No, not literally (yeow, there’s an image I don’t need). Harris had some wonderful commentary in Newsweek on the Republican VP candidate. Of particular worth is the following comment regarding “elitism” in US politics:
Ask yourself: how has “elitism” become a bad word in American politics? There is simply no other walk of life in which extraordinary talent and rigorous training are denigrated. We want elite pilots to fly our planes, elite troops to undertake our most critical missions, elite athletes to represent us in competition and elite scientists to devote the most productive years of their lives to curing our diseases. And yet, when it comes time to vest people with even greater responsibilities, we consider it a virtue to shun any and all standards of excellence. When it comes to choosing the people whose thoughts and actions will decide the fates of millions, then we suddenly want someone just like us, someone fit to have a beer with, someone down-to-earth–in fact, almost anyone, provided that he or she doesn’t seem too intelligent or well educated.

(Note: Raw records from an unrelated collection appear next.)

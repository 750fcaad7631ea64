//! Topic names and topic filters.
//!
//! Topics are `/`-separated hierarchies with opaque levels. Filters follow
//! the MQTT wildcard rules: `+` matches exactly one level, a trailing `#`
//! matches any remaining suffix of one or more levels.

/// Wildcard matching a single topic level.
pub const SINGLE_LEVEL_WILDCARD: &str = "+";

/// Wildcard matching any topic suffix; only valid as the last filter level.
pub const MULTI_LEVEL_WILDCARD: &str = "#";

/// Maximal length of a topic name or topic filter, in bytes.
pub const MAX_TOPIC_LENGTH: usize = 65536;

/// Splits a topic name or topic filter into its levels, keeping empty ones.
pub fn parse_hierarchy(topic: &str) -> Vec<&str> {
    topic.split('/').collect()
}

/// Returns whether the string is a valid topic name: non-empty, at most
/// [`MAX_TOPIC_LENGTH`] bytes and free of NUL bytes. Wildcard characters are
/// not rejected here; publication paths check them via filter validation.
pub fn is_valid_topic_name(topic: &str) -> bool {
    !topic.is_empty() && topic.len() <= MAX_TOPIC_LENGTH && !topic.bytes().any(|b| b == 0)
}

/// Returns whether the string is a valid topic filter.
///
/// On top of the topic-name rules: any level containing `+` must be exactly
/// `+`, any level containing `#` must be exactly `#`, and `#` may appear at
/// most once, as the last level.
pub fn is_valid_topic_filter(filter: &str) -> bool {
    if !is_valid_topic_name(filter) {
        return false;
    }

    let levels = parse_hierarchy(filter);
    let last = levels.len() - 1;
    for (i, level) in levels.iter().enumerate() {
        if level.contains('+') && *level != SINGLE_LEVEL_WILDCARD {
            return false;
        }
        if level.contains('#') && (*level != MULTI_LEVEL_WILDCARD || i != last) {
            return false;
        }
    }

    true
}

/// The head (first level) of a topic name or topic filter.
pub(crate) fn head(topic: &str) -> &str {
    match topic.find('/') {
        Some(pos) => &topic[..pos],
        None => topic,
    }
}

/// The filter with its head removed and the same semantics, or `None` when
/// no meaningful remainder exists. A bare `#` localizes to `#` itself since
/// the multi-level wildcard also covers every subtopic of every gateway.
pub(crate) fn without_head(filter: &str) -> Option<&str> {
    match filter.find('/') {
        Some(pos) => Some(&filter[pos + 1..]),
        None if filter == MULTI_LEVEL_WILDCARD => Some(MULTI_LEVEL_WILDCARD),
        None => None,
    }
}

/// A parsed topic filter prepared for level-by-level matching.
#[derive(Debug, Clone)]
pub(crate) struct TopicFilter {
    levels: Vec<String>,
    multi_level: bool,
}

impl TopicFilter {
    /// Parses a (valid) topic filter. A trailing `#` is stripped from the
    /// level list and remembered as the multi-level flag.
    pub(crate) fn parse(filter: &str) -> Self {
        let mut levels: Vec<String> = parse_hierarchy(filter)
            .into_iter()
            .map(str::to_owned)
            .collect();
        let multi_level = levels.last().is_some_and(|l| l == MULTI_LEVEL_WILDCARD);
        if multi_level {
            levels.pop();
        }
        Self {
            levels,
            multi_level,
        }
    }

    /// A simple filter contains no wildcards and can be matched by exact
    /// string lookup instead of a level walk.
    pub(crate) fn is_simple(&self) -> bool {
        !self.multi_level && self.levels.iter().all(|l| l != SINGLE_LEVEL_WILDCARD)
    }

    /// Matches the filter against a parsed topic.
    pub(crate) fn matches(&self, topic_levels: &[&str]) -> bool {
        if self.multi_level {
            if topic_levels.len() < self.levels.len() {
                return false;
            }
        } else if topic_levels.len() != self.levels.len() {
            return false;
        }

        self.levels
            .iter()
            .zip(topic_levels)
            .all(|(filter, topic)| filter == SINGLE_LEVEL_WILDCARD || filter == topic)
    }
}

#[cfg(test)]
mod tests {
    use super::*;

    fn matches(filter: &str, topic: &str) -> bool {
        TopicFilter::parse(filter).matches(&parse_hierarchy(topic))
    }

    #[test]
    fn single_level_wildcard_matches_one_level() {
        assert!(matches("a/+/c", "a/b/c"));
        assert!(!matches("a/+/c", "a/c"));
        assert!(!matches("a/+/c", "a/b/c/d"));
    }

    #[test]
    fn multi_level_wildcard_matches_suffixes() {
        assert!(matches("a/#", "a"));
        assert!(matches("a/#", "a/b"));
        assert!(matches("a/#", "a/b/c"));
        assert!(!matches("a/#", "b"));
    }

    #[test]
    fn bare_multi_level_wildcard_matches_everything() {
        assert!(matches("#", "a"));
        assert!(matches("#", "a/b/c"));
        assert!(matches("#", ""));
    }

    #[test]
    fn empty_levels_are_preserved() {
        assert_eq!(parse_hierarchy("a//b"), vec!["a", "", "b"]);
        assert!(matches("a//b", "a//b"));
        assert!(!matches("a/b", "a//b"));
    }

    #[test]
    fn topic_name_validation() {
        assert!(is_valid_topic_name("a/b"));
        assert!(is_valid_topic_name("+"));
        assert!(!is_valid_topic_name(""));
        assert!(!is_valid_topic_name("a\0b"));
    }

    #[test]
    fn topic_filter_validation() {
        assert!(is_valid_topic_filter("a/+/c"));
        assert!(is_valid_topic_filter("a/#"));
        assert!(is_valid_topic_filter("#"));
        assert!(!is_valid_topic_filter("a+/c"));
        assert!(!is_valid_topic_filter("a/b#"));
        assert!(!is_valid_topic_filter("a/#/b"));
        assert!(!is_valid_topic_filter("#/#"));
    }

    #[test]
    fn head_and_localization() {
        assert_eq!(head("gw/a/b"), "gw");
        assert_eq!(head("gw"), "gw");
        assert_eq!(without_head("gw/a/b"), Some("a/b"));
        assert_eq!(without_head("#"), Some("#"));
        assert_eq!(without_head("gw"), None);
        assert_eq!(without_head("+"), None);
    }

    #[test]
    fn simple_filter_detection() {
        assert!(TopicFilter::parse("a/b/c").is_simple());
        assert!(!TopicFilter::parse("a/+/c").is_simple());
        assert!(!TopicFilter::parse("a/#").is_simple());
    }
}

I never understood how people could see the “just a plain guy” image as a positive in situations such as this. I would never want a presidential candidate whose idea of a good time is having a beer with me. I want someone who would be stultifyingly bored by the concept. I certainly don’t want someone who’s just like the average citizen. I want someone who is way, way, way smarter than the average citizen. Otherwise, we might as well use a lottery system for the presidency. Are people really so threatened by the intelligence of others that they’d gladly forfeit their future for immediate emotional comfort?